Repeat the records below line by line, exactly, finishing on the line that contains "to one vignette.".
*** The data ***
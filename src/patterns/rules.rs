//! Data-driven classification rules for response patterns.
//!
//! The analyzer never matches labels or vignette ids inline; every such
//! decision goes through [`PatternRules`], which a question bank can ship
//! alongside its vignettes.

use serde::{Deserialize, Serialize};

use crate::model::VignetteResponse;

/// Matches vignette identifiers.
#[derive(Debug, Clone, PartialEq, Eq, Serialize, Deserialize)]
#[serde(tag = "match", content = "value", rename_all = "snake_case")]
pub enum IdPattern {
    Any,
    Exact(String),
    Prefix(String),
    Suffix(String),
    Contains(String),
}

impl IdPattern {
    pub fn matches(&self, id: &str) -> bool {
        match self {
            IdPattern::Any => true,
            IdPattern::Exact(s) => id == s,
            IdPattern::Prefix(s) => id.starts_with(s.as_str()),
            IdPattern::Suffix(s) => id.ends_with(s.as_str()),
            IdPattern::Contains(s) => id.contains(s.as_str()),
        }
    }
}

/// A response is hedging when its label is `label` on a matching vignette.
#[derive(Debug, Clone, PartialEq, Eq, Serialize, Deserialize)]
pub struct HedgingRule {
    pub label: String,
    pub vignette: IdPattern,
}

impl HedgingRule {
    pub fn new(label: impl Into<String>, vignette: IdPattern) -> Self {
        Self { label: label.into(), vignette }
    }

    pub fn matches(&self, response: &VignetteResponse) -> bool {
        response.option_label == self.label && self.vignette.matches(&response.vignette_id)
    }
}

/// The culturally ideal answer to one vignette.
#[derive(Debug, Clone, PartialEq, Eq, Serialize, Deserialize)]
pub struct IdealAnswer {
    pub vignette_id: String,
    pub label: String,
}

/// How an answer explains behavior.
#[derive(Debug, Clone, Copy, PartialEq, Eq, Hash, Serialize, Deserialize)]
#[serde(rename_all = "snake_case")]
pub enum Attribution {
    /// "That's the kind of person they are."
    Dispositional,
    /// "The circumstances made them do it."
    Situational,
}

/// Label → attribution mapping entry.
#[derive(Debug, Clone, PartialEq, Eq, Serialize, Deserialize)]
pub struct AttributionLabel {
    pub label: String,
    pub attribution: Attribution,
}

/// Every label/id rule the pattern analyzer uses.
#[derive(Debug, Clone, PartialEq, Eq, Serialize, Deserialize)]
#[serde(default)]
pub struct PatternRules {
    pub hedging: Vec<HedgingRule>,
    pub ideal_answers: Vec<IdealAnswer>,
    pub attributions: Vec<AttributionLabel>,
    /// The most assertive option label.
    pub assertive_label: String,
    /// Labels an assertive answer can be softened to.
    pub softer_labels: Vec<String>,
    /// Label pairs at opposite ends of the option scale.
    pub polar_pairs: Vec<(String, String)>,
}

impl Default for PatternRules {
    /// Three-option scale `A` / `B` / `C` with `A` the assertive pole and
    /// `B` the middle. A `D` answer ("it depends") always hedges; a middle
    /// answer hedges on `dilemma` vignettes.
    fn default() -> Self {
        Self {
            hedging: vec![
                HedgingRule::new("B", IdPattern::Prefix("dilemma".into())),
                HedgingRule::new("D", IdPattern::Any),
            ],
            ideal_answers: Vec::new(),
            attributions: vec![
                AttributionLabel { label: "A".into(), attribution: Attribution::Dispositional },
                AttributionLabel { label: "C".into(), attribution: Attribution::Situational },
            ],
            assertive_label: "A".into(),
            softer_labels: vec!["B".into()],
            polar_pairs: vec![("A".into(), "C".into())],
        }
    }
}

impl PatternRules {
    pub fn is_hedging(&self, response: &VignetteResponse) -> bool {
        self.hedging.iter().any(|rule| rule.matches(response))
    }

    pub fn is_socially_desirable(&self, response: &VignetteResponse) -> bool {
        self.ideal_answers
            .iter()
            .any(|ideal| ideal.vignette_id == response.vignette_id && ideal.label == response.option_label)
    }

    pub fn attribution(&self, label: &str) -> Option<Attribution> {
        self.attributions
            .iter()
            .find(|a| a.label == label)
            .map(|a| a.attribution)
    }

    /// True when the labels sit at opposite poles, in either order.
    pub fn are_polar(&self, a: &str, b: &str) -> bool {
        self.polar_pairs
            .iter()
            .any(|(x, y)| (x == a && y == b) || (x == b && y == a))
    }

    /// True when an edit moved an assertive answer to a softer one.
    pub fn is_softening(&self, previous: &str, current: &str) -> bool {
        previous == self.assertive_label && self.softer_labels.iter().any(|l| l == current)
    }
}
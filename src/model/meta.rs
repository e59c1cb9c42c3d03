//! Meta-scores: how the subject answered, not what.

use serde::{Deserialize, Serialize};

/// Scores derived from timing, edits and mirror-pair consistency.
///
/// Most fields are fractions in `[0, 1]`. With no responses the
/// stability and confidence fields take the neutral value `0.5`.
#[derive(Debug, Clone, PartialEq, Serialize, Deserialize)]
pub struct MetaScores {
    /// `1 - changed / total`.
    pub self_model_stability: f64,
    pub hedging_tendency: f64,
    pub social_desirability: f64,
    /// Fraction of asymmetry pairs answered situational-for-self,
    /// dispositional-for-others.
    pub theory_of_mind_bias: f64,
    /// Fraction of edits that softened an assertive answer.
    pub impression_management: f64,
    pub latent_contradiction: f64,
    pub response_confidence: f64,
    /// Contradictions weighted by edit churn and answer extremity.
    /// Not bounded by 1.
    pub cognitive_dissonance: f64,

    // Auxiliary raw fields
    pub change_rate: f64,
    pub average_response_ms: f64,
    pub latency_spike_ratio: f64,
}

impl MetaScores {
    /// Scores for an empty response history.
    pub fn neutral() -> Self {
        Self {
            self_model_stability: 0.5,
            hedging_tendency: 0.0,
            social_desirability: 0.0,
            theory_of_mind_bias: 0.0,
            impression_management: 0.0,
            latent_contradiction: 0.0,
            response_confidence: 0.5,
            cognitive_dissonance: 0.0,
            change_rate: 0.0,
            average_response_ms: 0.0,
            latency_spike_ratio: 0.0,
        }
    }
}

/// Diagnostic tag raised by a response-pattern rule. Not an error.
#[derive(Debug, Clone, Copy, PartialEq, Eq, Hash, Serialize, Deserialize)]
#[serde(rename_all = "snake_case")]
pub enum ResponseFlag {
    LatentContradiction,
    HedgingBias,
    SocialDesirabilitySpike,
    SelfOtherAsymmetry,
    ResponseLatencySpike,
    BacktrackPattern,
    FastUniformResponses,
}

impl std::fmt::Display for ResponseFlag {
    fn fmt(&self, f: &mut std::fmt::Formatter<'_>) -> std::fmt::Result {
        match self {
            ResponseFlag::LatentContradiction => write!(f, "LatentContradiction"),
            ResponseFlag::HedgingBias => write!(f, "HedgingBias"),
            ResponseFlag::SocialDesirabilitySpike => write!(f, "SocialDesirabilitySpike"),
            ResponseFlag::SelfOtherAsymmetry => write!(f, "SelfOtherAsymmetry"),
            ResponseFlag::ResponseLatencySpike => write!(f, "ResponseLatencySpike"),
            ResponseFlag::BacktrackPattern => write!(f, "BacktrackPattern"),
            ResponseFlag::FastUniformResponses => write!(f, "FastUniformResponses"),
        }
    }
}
*** End of The data ***
Answer for the task
filename src/patterns/rules.rs
//! Data-driven classification rules for response patterns.
//!
//! The analyzer never matches labels or vignette ids inline; every such
//! decision goes through [`PatternRules`], which a question bank can ship
//! alongside its vignettes.

use serde::{Deserialize, Serialize};

use crate::model::VignetteResponse;

/// Matches vignette identifiers.
#[derive(Debug, Clone, PartialEq, Eq, Serialize, Deserialize)]
#[serde(tag = "match", content = "value", rename_all = "snake_case")]
pub enum IdPattern {
    Any,
    Exact(String),
    Prefix(String),
    Suffix(String),
    Contains(String),
}

impl IdPattern {
    pub fn matches(&self, id: &str) -> bool {
        match self {
            IdPattern::Any => true,
            IdPattern::Exact(s) => id == s,
            IdPattern::Prefix(s) => id.starts_with(s.as_str()),
            IdPattern::Suffix(s) => id.ends_with(s.as_str()),
            IdPattern::Contains(s) => id.contains(s.as_str()),
        }
    }
}

/// A response is hedging when its label is `label` on a matching vignette.
#[derive(Debug, Clone, PartialEq, Eq, Serialize, Deserialize)]
pub struct HedgingRule {
    pub label: String,
    pub vignette: IdPattern,
}

impl HedgingRule {
    pub fn new(label: impl Into<String>, vignette: IdPattern) -> Self {
        Self { label: label.into(), vignette }
    }

    pub fn matches(&self, response: &VignetteResponse) -> bool {
        response.option_label == self.label && self.vignette.matches(&response.vignette_id)
    }
}

/// The culturally ideal answer to one vignette.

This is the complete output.